** Task brief **
Read the records below and copy each line that contains "AdminUserUpdate".

** Data to use **
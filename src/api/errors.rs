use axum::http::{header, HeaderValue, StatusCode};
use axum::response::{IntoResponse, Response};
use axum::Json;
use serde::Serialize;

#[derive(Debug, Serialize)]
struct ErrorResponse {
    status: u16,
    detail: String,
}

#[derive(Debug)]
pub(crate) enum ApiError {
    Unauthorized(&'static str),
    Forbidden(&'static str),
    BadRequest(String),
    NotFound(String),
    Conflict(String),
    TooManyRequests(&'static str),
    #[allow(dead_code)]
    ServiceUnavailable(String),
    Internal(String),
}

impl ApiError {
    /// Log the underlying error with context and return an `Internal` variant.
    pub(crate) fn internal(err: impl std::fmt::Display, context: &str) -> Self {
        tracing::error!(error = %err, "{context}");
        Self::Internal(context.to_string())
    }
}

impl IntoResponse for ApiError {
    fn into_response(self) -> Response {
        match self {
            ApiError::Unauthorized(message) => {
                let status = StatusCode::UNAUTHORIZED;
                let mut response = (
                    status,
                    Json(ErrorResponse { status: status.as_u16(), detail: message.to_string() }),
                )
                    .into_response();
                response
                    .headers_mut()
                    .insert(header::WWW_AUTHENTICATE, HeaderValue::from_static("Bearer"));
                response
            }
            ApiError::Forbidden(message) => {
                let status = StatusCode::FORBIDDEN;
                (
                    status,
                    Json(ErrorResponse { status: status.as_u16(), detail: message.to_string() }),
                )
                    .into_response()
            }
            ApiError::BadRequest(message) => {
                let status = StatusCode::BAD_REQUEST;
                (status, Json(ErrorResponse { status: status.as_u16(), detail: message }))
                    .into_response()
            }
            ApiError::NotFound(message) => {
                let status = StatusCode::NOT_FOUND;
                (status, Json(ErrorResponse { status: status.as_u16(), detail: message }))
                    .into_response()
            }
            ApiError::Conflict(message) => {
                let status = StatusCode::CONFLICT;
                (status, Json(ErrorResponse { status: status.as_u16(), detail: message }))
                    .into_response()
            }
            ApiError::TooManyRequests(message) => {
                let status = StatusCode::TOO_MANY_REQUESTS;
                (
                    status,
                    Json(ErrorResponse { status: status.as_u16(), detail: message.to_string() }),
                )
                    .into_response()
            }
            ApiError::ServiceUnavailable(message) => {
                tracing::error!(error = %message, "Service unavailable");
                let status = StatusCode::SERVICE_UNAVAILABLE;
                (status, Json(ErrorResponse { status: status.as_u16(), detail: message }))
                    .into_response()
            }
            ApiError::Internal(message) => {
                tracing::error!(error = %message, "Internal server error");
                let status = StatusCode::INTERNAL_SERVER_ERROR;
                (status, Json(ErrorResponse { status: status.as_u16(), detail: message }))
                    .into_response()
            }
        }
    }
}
* * *
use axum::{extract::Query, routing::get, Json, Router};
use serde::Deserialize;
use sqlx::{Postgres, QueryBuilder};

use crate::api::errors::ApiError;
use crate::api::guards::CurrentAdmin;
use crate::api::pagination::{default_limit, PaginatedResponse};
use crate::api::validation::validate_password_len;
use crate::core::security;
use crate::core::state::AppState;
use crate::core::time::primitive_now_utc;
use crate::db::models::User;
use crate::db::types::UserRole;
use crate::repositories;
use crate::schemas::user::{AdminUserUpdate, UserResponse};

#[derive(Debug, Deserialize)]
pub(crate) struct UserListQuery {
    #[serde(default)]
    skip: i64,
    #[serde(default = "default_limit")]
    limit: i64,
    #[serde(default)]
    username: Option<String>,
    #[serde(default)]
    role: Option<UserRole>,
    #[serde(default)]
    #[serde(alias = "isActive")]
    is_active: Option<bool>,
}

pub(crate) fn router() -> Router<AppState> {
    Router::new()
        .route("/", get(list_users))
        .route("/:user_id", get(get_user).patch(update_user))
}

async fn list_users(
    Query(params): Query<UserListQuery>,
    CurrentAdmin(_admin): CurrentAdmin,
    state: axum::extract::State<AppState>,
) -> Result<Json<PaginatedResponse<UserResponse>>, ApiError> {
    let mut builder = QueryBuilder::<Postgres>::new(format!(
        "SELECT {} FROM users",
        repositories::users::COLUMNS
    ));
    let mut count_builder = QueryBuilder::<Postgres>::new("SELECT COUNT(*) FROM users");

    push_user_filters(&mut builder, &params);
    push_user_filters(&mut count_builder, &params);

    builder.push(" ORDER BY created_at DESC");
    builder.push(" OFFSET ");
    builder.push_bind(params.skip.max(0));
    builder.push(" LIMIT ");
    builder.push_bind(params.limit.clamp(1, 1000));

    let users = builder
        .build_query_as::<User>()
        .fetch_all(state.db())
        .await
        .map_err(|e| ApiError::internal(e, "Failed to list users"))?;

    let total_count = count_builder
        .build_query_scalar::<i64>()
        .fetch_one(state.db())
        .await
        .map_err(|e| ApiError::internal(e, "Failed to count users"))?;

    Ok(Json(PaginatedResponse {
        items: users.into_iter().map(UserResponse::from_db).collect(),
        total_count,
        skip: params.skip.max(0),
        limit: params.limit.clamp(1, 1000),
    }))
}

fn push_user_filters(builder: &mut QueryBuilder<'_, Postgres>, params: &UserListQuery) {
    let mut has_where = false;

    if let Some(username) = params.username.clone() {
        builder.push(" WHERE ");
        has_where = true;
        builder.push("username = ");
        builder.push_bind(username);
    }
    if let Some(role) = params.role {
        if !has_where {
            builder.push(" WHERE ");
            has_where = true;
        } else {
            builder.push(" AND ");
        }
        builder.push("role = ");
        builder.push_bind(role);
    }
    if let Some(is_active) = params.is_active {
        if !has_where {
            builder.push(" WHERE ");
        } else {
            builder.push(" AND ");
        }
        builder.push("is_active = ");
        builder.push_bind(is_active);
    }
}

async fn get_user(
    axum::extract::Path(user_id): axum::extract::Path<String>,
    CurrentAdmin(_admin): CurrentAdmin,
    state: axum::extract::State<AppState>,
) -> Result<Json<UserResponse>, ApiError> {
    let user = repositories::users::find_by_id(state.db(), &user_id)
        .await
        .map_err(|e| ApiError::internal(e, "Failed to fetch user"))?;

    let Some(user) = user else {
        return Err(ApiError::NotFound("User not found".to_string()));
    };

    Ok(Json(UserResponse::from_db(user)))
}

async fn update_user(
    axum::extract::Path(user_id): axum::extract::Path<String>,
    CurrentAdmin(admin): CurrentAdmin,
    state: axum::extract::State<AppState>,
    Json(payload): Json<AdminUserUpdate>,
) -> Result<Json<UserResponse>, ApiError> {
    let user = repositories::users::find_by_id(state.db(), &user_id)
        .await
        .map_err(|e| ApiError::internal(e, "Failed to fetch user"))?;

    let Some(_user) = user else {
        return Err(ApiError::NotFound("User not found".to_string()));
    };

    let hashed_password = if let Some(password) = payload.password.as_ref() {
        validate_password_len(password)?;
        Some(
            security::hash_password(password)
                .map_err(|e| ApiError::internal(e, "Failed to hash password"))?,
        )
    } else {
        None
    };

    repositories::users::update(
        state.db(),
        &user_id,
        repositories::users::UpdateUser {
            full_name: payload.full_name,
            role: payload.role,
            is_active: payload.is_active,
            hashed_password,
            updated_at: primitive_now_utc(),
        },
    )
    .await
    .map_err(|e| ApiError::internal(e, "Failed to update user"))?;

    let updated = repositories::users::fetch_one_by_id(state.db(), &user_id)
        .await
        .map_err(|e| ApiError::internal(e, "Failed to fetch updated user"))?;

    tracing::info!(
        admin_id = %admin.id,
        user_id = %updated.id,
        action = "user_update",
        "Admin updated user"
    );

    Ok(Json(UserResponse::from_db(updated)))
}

** Response to the task **
use crate::schemas::user::{AdminUserUpdate, UserResponse};
    Json(payload): Json<AdminUserUpdate>,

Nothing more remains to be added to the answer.